*** DATA PROVIDED Section Begins ***

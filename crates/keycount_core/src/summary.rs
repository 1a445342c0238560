use std::fmt;

use crate::KeywordTable;

/// One rendered summary row: a non-zero count and its keyword.
#[derive(Debug, Clone, PartialEq, Eq)]
pub struct SummaryLine {
    pub count: u64,
    pub keyword: &'static str,
}

impl fmt::Display for SummaryLine {
    fn fmt(&self, f: &mut fmt::Formatter<'_>) -> fmt::Result {
        write!(f, "{:>4} {}", self.count, self.keyword)
    }
}

/// Collects the non-zero counters in table order (which equals sorted
/// order). Zero-count entries are omitted; no aggregate line is produced.
pub fn summarize(table: &KeywordTable) -> Vec<SummaryLine> {
    table
        .entries()
        .iter()
        .filter(|entry| entry.count > 0)
        .map(|entry| SummaryLine {
            count: entry.count,
            keyword: entry.word,
        })
        .collect()
}

#[cfg(test)]
mod tests {
    use super::*;

    #[test]
    fn fresh_table_summarizes_to_nothing() {
        let table = KeywordTable::c_keywords();
        assert!(summarize(&table).is_empty());
    }

    #[test]
    fn lines_render_with_right_aligned_counts() {
        let line = SummaryLine {
            count: 3,
            keyword: "for",
        };
        assert_eq!(line.to_string(), "   3 for");

        let wide = SummaryLine {
            count: 12345,
            keyword: "int",
        };
        assert_eq!(wide.to_string(), "12345 int");
    }
}
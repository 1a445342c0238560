//! Keycount core: the sorted keyword table, exact-match lookup, and the
//! summary view rendered after a scan.
mod summary;
mod table;

pub use summary::{summarize, SummaryLine};
pub use table::{KeywordEntry, KeywordTable};
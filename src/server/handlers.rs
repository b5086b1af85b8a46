//! Request handlers
//!
//! Every response body is JSON. Errors use `{"error": "<message>"}`.

use super::form::parse_upload_form;
use super::AppState;
use crate::metrics;
use crate::router::Route;
use bytes::Bytes;
use http_body_util::{BodyExt, Full};
use hyper::body::Incoming;
use hyper::header::{HeaderValue, ALLOW, CONTENT_TYPE, ORIGIN};
use hyper::{Request, Response, StatusCode};
use serde::Serialize;
use std::convert::Infallible;
use std::sync::Arc;
use tracing::Instrument;

#[derive(Serialize)]
struct HealthBody {
    status: &'static str,
}

#[derive(Serialize)]
struct ErrorBody<'a> {
    error: &'a str,
}

#[derive(Serialize)]
struct UploadBody<'a> {
    message: &'a str,
    song_id: &'a str,
}

/// Entry point for every request on every connection
pub(crate) async fn handle_request(
    req: Request<Incoming>,
    state: Arc<AppState>,
) -> Result<Response<Full<Bytes>>, Infallible> {
    let request_id = uuid::Uuid::new_v4();
    let span = tracing::info_span!(
        "http.request",
        http.method = %req.method(),
        http.target = %req.uri().path(),
        request.id = %request_id,
        http.status_code = tracing::field::Empty,
    );

    async move {
        let origin = req.headers().get(ORIGIN).cloned();
        let route = Route::resolve(req.method(), req.uri().path());

        let mut response = match route {
            Route::Health => json_response(StatusCode::OK, &HealthBody { status: "healthy" }),
            Route::ListSongs => list_songs(&state).await,
            Route::Upload => upload(req, &state).await,
            Route::Preflight => empty_response(StatusCode::NO_CONTENT),
            Route::MethodNotAllowed { allow } => {
                let mut response =
                    error_response(StatusCode::METHOD_NOT_ALLOWED, "Method not allowed");
                response
                    .headers_mut()
                    .insert(ALLOW, HeaderValue::from_static(allow));
                response
            }
            Route::NotFound => error_response(StatusCode::NOT_FOUND, "Not found"),
        };

        state.cors.apply(
            origin.as_ref(),
            response.headers_mut(),
            route == Route::Preflight,
        );

        let status = response.status().as_u16();
        tracing::Span::current().record("http.status_code", status);
        metrics::record_http_response(route.name(), status);
        tracing::debug!(route = route.name(), status, "Request completed");

        Ok(response)
    }
    .instrument(span)
    .await
}

async fn list_songs(state: &AppState) -> Response<Full<Bytes>> {
    match state.songs.list().await {
        Ok(songs) => {
            metrics::record_listing(true);
            json_response(StatusCode::OK, &songs)
        }
        Err(e) => {
            metrics::record_listing(false);
            metrics::record_error("listing");
            tracing::error!(error = %e, "Failed to list songs");
            error_response(StatusCode::INTERNAL_SERVER_ERROR, &e.to_string())
        }
    }
}

async fn upload(req: Request<Incoming>, state: &AppState) -> Response<Full<Bytes>> {
    let content_type = req
        .headers()
        .get(CONTENT_TYPE)
        .and_then(|v| v.to_str().ok())
        .map(str::to_string);

    let body = req.into_body().into_data_stream();
    let request = match parse_upload_form(content_type.as_deref(), body, state.limits).await {
        Ok(request) => request,
        Err(e) => {
            metrics::record_upload_rejected();
            tracing::warn!(error = %e, "Upload form rejected");
            return error_response(e.status_code(), &e.to_string());
        }
    };

    match state.uploads.handle(request).await {
        Ok(receipt) => json_response(
            StatusCode::CREATED,
            &UploadBody {
                message: &receipt.message,
                song_id: &receipt.song_id,
            },
        ),
        Err(e) => error_response(e.status_code(), &e.to_string()),
    }
}

fn json_response<T: Serialize + ?Sized>(status: StatusCode, value: &T) -> Response<Full<Bytes>> {
    match serde_json::to_vec(value) {
        Ok(body) => build_response(status, Some("application/json"), Bytes::from(body)),
        Err(e) => {
            tracing::error!(error = %e, "Failed to serialize response body");
            build_response(
                StatusCode::INTERNAL_SERVER_ERROR,
                Some("application/json"),
                Bytes::from_static(br#"{"error":"Internal server error"}"#),
            )
        }
    }
}

fn error_response(status: StatusCode, message: &str) -> Response<Full<Bytes>> {
    json_response(status, &ErrorBody { error: message })
}

fn empty_response(status: StatusCode) -> Response<Full<Bytes>> {
    build_response(status, None, Bytes::new())
}

fn build_response(
    status: StatusCode,
    content_type: Option<&'static str>,
    body: Bytes,
) -> Response<Full<Bytes>> {
    let mut response = Response::new(Full::new(body));
    *response.status_mut() = status;
    if let Some(content_type) = content_type {
        response
            .headers_mut()
            .insert(CONTENT_TYPE, HeaderValue::from_static(content_type));
    }
    response
}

*** DATA PROVIDED Section Ends ***

◆ EXERCISE OBJECTIVE ◆
Within the entries above, find each line where "HeaderValue" appears; copy every one.

◆ SOLUTION TO THIS TASK ◆
use hyper::header::{HeaderValue, ALLOW, CONTENT_TYPE, ORIGIN};
                    .insert(ALLOW, HeaderValue::from_static(allow));
            .insert(CONTENT_TYPE, HeaderValue::from_static(content_type));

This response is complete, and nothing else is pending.